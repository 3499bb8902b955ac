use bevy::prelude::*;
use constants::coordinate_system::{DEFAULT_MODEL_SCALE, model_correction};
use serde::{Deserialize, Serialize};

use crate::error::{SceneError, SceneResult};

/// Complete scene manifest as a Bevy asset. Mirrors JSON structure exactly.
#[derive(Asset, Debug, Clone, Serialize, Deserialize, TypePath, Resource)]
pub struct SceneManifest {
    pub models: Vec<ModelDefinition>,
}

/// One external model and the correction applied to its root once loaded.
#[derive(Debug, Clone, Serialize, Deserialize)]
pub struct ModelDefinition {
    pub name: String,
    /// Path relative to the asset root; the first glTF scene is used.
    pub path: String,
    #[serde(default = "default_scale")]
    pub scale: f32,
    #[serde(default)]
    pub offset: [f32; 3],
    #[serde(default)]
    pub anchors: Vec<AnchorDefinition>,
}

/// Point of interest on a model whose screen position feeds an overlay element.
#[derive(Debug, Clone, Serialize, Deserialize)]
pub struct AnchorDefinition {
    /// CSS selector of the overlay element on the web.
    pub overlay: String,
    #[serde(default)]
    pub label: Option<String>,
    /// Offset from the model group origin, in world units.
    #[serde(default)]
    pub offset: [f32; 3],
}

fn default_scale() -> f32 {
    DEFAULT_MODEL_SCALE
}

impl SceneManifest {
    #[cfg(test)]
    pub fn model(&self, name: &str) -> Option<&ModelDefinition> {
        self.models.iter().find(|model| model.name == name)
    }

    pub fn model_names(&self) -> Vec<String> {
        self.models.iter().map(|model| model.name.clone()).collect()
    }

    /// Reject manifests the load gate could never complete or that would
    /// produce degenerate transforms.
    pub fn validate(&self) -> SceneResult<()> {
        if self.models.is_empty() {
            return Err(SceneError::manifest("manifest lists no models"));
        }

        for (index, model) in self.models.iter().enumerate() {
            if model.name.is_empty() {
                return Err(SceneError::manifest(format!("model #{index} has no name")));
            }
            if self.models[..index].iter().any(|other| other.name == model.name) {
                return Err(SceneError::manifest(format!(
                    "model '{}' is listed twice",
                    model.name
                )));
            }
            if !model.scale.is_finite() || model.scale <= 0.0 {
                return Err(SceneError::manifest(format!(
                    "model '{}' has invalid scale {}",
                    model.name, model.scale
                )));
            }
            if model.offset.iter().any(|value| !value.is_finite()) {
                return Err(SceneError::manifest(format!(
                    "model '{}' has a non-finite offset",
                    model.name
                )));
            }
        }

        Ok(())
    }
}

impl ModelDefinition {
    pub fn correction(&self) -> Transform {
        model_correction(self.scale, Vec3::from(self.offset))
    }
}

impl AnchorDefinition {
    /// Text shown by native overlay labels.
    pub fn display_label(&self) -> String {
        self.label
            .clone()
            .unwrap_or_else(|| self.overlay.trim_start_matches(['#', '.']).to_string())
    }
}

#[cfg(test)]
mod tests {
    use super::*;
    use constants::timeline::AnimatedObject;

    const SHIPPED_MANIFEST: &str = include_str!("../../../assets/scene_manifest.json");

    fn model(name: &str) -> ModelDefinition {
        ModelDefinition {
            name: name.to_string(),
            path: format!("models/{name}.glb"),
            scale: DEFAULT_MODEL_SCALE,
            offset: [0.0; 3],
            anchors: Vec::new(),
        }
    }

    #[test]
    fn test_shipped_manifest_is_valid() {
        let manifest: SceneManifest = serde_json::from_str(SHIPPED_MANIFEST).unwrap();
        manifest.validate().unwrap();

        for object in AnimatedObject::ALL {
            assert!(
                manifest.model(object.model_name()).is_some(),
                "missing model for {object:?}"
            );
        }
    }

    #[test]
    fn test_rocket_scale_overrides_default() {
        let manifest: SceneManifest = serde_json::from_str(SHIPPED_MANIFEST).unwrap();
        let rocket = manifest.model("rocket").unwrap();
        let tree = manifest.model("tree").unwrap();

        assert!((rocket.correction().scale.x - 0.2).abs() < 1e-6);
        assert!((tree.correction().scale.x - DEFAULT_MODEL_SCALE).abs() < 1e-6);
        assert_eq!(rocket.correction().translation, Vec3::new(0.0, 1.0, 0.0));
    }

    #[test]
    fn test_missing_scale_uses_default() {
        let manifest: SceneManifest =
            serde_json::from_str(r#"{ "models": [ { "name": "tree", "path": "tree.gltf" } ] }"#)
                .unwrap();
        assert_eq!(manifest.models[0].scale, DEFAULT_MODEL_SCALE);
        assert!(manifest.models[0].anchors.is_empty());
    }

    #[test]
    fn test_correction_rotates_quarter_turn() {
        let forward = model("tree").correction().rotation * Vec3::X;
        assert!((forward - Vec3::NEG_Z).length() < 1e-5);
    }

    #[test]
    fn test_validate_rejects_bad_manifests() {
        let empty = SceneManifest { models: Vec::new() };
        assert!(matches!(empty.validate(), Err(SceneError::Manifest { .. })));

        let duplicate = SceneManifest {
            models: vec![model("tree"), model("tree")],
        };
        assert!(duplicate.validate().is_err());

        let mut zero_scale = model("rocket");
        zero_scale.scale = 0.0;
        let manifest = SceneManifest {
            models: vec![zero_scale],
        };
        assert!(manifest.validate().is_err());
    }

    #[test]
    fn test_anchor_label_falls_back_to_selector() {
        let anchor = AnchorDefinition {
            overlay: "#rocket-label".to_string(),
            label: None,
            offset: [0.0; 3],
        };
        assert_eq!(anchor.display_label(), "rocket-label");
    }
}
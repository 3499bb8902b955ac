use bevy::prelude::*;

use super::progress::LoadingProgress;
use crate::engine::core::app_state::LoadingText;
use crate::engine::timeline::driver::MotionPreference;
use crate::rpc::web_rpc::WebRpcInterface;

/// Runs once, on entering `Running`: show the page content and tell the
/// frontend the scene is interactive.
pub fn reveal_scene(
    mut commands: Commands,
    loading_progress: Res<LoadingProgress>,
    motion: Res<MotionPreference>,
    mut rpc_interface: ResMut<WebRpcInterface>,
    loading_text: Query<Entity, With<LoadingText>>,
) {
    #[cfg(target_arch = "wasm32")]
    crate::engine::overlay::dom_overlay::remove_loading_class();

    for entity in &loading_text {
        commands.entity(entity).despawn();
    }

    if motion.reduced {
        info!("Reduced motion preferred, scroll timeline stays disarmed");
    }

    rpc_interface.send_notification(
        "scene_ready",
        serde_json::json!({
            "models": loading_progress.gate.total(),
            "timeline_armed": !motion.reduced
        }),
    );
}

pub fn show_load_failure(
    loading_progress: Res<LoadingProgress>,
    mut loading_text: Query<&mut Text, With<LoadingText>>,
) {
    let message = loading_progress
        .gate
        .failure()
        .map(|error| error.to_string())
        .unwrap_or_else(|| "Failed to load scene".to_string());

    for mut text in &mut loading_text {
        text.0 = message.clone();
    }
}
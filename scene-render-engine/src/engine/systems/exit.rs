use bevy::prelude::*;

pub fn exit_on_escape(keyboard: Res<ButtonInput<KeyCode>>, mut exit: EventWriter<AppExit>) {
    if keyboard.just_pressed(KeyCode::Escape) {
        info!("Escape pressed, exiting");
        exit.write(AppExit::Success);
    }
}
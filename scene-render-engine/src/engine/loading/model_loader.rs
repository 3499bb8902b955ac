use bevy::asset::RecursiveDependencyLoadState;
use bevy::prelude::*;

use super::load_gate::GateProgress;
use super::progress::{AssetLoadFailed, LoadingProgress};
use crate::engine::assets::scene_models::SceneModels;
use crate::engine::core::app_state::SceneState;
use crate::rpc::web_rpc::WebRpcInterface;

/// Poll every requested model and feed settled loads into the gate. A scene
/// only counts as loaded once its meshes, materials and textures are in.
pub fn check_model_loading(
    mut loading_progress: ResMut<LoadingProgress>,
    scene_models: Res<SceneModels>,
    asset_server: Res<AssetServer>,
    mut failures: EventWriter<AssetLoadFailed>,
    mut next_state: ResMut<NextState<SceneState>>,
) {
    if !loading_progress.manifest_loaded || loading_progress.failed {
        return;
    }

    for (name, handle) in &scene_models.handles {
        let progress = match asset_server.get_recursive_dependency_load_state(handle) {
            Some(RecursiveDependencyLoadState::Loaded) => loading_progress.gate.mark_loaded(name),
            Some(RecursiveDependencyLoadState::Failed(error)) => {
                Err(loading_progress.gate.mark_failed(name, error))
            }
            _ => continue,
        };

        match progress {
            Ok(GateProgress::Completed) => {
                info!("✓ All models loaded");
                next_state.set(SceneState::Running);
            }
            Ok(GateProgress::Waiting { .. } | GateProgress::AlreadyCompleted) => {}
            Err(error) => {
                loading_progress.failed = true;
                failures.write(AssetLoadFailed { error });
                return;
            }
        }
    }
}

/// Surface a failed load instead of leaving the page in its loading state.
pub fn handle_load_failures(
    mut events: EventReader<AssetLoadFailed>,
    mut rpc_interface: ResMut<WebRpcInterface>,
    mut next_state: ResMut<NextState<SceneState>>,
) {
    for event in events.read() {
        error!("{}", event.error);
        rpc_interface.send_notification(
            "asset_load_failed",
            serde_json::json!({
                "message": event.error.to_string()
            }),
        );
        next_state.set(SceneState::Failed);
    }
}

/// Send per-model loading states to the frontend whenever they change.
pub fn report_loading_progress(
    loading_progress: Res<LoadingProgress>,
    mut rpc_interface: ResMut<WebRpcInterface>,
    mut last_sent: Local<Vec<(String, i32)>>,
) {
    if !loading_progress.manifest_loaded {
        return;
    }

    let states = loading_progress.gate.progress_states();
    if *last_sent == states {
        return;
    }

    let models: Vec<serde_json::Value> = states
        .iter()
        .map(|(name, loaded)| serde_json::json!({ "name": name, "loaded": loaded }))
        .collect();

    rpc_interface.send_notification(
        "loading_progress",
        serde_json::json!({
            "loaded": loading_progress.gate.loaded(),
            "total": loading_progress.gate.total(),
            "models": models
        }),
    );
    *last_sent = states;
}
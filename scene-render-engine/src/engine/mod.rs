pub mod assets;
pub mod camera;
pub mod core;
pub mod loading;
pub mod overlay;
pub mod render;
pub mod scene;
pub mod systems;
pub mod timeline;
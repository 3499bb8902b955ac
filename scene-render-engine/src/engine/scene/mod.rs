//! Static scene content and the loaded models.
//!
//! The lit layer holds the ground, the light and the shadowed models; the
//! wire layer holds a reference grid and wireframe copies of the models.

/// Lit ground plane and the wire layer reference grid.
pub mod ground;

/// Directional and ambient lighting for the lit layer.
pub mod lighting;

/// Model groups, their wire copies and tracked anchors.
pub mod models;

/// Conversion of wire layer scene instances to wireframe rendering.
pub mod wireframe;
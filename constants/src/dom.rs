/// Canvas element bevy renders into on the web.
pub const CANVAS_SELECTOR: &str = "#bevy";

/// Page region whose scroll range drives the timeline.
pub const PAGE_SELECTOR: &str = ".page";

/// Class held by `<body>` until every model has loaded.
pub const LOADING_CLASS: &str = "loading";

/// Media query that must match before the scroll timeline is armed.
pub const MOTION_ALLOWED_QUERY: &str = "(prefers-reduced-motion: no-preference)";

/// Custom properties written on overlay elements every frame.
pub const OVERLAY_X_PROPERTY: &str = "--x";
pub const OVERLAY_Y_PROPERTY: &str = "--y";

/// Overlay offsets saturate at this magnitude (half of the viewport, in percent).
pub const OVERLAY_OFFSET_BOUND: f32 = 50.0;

......

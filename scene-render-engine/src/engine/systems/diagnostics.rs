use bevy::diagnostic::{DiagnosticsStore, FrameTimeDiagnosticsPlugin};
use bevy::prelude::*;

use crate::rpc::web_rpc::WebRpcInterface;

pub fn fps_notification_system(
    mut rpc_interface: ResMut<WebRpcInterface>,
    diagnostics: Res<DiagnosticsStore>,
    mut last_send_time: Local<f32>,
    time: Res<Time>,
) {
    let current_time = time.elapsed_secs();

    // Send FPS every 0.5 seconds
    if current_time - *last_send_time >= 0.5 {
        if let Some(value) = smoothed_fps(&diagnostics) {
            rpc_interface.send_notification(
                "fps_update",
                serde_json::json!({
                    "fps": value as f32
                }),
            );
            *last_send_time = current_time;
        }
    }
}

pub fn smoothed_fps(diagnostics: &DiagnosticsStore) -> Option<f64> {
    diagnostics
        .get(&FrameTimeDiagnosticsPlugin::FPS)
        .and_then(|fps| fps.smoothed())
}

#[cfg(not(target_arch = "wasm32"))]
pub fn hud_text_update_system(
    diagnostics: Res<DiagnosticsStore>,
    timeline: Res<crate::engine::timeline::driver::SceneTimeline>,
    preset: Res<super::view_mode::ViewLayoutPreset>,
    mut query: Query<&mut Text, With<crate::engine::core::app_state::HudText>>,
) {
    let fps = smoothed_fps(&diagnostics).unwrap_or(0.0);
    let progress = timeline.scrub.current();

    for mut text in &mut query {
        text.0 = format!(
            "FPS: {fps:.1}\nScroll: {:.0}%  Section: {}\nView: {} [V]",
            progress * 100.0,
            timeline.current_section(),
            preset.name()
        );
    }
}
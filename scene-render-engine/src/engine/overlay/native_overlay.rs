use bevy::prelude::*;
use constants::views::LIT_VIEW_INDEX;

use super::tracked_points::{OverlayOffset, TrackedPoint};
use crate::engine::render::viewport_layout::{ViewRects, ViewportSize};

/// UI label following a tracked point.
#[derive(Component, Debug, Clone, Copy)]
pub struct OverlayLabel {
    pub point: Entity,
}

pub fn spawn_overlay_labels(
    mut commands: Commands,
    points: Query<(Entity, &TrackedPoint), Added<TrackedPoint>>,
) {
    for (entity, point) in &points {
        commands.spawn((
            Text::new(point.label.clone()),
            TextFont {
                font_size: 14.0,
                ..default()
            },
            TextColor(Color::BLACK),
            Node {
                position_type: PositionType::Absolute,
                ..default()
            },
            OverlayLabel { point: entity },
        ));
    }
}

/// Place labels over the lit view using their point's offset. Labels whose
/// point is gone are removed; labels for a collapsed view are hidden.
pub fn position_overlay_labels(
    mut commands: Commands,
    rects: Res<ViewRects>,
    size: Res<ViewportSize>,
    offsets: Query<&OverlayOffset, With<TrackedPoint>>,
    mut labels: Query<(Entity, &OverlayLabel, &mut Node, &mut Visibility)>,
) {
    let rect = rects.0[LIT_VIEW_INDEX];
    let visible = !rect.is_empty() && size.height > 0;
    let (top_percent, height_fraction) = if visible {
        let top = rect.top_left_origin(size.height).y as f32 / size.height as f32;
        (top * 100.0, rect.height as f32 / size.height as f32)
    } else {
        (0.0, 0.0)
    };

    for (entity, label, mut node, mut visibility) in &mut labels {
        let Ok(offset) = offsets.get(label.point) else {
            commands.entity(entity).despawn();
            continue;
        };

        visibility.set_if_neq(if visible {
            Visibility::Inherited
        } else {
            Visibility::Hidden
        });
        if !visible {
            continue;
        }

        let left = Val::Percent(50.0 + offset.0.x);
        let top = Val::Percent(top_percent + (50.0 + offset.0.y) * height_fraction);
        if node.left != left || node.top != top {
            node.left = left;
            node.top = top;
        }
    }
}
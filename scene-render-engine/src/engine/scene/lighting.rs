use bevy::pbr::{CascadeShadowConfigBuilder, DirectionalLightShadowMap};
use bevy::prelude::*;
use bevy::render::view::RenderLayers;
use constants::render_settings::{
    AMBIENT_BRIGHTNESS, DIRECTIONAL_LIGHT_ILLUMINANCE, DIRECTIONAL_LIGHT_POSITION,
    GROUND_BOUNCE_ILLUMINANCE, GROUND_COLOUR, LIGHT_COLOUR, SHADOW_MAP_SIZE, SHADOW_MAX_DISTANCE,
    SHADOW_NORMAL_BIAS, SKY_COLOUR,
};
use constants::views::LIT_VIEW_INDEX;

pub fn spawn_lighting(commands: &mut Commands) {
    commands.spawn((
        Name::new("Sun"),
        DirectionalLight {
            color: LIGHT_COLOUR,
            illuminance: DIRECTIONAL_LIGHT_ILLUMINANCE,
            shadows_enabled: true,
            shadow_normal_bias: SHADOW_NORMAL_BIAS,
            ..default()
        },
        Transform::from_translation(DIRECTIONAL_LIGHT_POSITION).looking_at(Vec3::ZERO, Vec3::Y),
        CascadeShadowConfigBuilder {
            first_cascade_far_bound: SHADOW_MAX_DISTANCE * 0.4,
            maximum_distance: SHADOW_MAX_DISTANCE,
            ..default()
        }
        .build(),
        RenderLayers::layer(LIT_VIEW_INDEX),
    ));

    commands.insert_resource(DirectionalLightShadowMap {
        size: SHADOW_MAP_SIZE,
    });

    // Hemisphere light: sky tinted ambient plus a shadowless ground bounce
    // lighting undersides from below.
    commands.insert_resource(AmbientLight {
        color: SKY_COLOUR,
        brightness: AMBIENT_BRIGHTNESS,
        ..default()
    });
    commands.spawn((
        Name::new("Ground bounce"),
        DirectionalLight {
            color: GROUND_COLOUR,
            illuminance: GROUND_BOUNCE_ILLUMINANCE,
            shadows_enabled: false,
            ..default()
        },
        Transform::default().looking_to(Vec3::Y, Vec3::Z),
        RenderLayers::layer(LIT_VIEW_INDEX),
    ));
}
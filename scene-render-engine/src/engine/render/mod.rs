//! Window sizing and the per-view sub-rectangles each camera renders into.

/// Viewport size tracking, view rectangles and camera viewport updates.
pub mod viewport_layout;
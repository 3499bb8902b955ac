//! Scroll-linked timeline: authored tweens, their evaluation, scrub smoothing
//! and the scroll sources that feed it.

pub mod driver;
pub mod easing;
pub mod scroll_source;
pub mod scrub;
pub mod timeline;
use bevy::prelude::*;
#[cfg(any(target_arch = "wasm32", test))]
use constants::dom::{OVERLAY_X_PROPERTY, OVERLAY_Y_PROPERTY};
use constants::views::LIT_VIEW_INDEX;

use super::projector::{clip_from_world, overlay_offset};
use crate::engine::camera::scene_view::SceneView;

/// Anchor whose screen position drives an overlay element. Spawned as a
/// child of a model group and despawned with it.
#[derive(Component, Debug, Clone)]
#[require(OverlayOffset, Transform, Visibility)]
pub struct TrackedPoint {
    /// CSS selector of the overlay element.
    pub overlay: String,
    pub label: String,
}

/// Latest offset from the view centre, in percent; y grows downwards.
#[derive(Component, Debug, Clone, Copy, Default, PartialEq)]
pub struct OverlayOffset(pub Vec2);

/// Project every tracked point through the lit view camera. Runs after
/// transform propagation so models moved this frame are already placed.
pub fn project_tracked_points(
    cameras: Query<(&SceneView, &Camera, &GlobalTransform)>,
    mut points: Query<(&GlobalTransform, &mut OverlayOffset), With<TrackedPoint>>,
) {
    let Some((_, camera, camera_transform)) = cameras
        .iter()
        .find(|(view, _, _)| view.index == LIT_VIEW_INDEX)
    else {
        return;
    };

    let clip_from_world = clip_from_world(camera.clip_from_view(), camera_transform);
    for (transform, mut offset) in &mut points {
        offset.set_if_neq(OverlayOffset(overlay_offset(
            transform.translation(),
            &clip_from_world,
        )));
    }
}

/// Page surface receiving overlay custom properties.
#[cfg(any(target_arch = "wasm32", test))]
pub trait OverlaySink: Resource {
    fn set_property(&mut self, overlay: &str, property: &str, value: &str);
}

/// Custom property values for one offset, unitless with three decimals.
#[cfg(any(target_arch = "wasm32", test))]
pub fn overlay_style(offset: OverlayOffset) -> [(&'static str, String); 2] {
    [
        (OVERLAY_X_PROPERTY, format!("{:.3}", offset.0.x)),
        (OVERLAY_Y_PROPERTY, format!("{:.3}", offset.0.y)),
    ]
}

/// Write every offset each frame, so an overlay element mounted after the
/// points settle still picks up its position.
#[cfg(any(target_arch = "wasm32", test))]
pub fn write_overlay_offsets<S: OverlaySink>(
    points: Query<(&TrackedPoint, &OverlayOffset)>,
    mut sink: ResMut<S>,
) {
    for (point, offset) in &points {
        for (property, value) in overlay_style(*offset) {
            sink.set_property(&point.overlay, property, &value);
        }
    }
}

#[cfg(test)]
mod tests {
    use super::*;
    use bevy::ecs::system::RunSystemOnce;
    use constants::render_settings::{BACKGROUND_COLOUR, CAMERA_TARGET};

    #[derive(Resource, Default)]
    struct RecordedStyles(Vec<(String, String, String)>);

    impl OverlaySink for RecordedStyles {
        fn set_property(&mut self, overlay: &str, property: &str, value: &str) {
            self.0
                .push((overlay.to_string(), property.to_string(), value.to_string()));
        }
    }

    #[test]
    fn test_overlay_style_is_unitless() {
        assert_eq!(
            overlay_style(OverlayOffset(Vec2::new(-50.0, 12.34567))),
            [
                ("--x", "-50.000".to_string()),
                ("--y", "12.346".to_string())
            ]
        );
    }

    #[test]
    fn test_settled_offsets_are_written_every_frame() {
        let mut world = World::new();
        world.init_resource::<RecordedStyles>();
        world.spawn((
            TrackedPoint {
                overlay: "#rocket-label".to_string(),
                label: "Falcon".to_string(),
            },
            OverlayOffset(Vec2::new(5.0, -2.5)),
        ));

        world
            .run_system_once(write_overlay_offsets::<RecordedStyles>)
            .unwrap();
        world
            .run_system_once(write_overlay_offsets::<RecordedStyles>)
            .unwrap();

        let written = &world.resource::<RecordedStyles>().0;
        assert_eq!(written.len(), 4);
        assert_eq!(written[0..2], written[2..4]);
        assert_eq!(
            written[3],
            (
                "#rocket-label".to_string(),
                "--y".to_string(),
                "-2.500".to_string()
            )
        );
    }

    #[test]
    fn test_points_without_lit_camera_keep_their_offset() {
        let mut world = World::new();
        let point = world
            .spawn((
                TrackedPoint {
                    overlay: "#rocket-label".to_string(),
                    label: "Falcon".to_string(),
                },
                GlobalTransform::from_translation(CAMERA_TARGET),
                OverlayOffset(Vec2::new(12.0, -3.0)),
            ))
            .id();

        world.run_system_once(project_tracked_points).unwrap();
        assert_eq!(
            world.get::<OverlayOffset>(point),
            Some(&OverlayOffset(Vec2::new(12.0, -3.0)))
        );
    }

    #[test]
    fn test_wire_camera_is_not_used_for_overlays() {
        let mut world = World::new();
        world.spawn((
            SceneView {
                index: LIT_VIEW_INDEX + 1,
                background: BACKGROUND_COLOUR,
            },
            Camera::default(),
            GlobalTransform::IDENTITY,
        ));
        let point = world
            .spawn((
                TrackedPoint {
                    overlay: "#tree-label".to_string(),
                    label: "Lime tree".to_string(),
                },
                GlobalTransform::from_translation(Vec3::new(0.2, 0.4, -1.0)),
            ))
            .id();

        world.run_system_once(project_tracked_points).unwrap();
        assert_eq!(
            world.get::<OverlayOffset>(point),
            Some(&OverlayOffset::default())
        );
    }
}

......

Filter the entries above and return only the lines holding "scrub".

Exercise output —
    let progress = timeline.scrub.current();
//! Scroll-linked timeline: authored tweens, their evaluation, scrub smoothing
pub mod scrub;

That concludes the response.